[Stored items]
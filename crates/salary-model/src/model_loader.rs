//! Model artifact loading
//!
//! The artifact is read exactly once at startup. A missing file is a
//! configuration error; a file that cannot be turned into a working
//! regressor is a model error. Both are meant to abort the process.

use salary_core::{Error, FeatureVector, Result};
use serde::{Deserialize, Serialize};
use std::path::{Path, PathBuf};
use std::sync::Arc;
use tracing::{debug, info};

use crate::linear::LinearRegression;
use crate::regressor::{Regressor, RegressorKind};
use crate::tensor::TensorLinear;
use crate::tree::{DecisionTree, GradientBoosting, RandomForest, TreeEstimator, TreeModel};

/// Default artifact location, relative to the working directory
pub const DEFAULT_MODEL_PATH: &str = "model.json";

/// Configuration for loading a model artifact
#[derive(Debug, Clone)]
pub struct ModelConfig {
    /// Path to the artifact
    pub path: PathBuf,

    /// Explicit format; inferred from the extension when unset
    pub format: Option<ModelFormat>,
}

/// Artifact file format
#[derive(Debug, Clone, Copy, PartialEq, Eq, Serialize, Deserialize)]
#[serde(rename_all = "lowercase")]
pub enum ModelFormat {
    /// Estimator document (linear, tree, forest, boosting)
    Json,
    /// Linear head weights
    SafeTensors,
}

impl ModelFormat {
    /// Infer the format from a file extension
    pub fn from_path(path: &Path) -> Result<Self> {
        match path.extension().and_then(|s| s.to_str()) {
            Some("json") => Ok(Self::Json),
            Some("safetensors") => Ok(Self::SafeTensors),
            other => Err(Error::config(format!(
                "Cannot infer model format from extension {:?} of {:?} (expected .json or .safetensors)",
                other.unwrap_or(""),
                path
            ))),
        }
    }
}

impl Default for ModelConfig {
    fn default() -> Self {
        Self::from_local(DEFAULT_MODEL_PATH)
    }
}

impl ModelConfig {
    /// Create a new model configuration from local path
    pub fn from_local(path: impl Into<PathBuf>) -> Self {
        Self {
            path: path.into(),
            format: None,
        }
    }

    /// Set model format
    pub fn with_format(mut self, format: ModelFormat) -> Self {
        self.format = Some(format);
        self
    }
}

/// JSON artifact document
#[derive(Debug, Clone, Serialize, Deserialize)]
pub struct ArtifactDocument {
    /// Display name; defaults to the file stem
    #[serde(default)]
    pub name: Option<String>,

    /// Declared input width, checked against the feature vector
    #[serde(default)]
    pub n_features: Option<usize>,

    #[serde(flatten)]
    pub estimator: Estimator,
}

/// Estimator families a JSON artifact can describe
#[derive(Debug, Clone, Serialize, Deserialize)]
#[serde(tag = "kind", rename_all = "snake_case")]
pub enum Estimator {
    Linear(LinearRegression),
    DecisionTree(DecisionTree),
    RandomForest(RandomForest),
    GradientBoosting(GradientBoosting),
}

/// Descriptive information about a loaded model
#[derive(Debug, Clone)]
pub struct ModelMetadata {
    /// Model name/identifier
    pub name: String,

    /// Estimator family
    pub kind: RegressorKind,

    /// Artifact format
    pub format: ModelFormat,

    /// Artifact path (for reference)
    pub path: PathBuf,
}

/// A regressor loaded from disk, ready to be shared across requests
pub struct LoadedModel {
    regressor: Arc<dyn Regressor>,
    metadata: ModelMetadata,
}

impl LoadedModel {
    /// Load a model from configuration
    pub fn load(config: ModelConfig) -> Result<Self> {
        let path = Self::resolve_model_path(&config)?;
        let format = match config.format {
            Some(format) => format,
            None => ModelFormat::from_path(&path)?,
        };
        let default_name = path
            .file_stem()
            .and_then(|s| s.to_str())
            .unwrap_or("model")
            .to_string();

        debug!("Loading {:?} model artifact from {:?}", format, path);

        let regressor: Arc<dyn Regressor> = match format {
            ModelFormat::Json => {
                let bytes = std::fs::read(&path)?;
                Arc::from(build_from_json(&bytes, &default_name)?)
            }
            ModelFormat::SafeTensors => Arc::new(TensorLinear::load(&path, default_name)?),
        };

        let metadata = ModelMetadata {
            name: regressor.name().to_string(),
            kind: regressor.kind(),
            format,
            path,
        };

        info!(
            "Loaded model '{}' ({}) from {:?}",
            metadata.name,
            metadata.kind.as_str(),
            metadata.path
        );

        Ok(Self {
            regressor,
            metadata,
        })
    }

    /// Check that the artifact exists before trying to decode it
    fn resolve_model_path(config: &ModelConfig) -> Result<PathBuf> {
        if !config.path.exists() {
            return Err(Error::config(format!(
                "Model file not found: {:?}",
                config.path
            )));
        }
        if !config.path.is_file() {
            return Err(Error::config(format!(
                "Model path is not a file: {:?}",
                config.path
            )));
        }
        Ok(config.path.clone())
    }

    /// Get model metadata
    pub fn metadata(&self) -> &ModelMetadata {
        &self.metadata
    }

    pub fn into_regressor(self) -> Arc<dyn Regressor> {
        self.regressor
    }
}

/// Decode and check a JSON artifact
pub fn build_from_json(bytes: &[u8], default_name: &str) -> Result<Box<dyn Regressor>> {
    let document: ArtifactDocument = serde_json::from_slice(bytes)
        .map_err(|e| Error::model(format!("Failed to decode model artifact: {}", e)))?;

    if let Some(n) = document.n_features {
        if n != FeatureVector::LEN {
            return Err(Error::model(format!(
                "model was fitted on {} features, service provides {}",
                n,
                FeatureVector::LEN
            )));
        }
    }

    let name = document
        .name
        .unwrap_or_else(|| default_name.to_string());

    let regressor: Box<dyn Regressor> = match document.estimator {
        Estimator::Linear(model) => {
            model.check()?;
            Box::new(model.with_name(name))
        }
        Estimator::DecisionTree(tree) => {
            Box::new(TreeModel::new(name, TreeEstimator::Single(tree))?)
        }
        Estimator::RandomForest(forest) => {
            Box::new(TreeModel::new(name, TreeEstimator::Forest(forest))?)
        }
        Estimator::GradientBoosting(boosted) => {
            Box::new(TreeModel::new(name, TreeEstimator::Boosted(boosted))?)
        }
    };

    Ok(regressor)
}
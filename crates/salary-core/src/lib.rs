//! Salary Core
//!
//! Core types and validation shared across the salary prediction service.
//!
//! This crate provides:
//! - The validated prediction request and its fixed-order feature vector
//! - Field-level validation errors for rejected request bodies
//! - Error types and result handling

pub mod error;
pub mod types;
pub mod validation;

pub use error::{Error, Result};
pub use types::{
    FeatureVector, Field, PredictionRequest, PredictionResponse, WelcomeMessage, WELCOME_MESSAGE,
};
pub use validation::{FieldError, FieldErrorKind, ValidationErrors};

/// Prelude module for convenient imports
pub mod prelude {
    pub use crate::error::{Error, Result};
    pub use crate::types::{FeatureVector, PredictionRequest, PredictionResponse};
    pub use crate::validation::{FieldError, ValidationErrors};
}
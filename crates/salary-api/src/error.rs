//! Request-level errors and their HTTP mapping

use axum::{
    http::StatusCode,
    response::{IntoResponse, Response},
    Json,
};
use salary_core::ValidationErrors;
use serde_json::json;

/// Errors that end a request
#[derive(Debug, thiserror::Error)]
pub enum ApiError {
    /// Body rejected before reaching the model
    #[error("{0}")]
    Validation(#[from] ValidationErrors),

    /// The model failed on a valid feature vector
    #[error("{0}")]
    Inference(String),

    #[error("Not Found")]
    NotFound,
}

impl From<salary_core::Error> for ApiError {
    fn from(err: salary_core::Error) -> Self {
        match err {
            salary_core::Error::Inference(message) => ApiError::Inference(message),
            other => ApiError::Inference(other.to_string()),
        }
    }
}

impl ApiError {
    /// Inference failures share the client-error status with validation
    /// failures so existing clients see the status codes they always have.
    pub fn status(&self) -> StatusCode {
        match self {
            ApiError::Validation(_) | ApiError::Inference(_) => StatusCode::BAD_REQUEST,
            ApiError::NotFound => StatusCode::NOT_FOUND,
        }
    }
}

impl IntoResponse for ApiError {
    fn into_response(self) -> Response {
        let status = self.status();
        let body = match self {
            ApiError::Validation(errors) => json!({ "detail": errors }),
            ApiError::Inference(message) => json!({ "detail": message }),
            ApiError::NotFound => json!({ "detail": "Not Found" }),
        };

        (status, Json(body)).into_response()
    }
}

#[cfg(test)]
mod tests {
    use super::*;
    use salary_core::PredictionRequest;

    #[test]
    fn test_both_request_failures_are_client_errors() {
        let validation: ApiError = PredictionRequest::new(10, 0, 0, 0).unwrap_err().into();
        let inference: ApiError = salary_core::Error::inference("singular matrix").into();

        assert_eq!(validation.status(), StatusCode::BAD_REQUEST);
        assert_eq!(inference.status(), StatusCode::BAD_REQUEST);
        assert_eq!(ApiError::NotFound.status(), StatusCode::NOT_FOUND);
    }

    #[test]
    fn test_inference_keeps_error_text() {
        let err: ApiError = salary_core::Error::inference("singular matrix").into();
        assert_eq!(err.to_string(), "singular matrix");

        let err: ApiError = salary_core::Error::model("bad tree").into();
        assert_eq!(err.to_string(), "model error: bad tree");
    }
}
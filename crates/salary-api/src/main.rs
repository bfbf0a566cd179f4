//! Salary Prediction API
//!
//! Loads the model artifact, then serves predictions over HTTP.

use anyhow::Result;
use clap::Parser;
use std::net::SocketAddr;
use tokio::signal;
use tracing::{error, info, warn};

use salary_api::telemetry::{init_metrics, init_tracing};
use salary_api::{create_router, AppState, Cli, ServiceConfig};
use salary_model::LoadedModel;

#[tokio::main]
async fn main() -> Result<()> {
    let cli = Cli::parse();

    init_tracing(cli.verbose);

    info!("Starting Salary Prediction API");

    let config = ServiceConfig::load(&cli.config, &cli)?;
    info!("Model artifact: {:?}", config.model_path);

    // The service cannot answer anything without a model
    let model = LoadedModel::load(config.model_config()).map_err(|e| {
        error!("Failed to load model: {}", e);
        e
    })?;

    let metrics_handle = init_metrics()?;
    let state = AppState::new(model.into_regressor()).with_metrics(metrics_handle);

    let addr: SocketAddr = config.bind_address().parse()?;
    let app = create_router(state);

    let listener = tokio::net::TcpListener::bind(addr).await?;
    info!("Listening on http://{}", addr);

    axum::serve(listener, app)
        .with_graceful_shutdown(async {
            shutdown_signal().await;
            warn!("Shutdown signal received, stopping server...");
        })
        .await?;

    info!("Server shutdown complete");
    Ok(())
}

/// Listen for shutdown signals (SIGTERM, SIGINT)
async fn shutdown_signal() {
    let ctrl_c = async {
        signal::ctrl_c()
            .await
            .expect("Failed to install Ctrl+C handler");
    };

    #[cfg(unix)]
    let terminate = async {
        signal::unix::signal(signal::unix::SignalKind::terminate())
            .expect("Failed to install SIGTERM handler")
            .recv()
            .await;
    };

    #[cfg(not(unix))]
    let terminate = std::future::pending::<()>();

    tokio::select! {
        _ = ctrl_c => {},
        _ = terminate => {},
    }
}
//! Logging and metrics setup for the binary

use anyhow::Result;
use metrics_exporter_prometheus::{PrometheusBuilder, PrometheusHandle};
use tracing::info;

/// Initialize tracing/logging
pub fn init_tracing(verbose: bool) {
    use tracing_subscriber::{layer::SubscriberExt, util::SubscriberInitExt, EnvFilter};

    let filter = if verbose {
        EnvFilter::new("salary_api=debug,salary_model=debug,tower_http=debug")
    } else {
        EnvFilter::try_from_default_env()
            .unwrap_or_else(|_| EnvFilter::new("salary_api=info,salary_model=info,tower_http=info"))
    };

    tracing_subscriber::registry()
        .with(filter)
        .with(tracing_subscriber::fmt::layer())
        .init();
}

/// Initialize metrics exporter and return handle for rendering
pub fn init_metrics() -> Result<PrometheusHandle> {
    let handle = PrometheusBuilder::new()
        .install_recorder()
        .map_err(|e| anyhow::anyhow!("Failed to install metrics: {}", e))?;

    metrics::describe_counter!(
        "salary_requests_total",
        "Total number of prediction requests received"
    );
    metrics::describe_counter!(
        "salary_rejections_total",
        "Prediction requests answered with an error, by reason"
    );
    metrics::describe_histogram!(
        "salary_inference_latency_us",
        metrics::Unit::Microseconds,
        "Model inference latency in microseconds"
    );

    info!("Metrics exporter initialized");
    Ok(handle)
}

→ Brief
Above are the records; repeat exactly the lines from the one holding "use tracing::info;" down to the one holding "tracing_subscriber::registry()", end lines included.

→ Worked solution
use tracing::info;

/// Initialize tracing/logging
pub fn init_tracing(verbose: bool) {
    use tracing_subscriber::{layer::SubscriberExt, util::SubscriberInitExt, EnvFilter};

    let filter = if verbose {
        EnvFilter::new("salary_api=debug,salary_model=debug,tower_http=debug")
    } else {
        EnvFilter::try_from_default_env()
            .unwrap_or_else(|_| EnvFilter::new("salary_api=info,salary_model=info,tower_http=info"))
    };

    tracing_subscriber::registry()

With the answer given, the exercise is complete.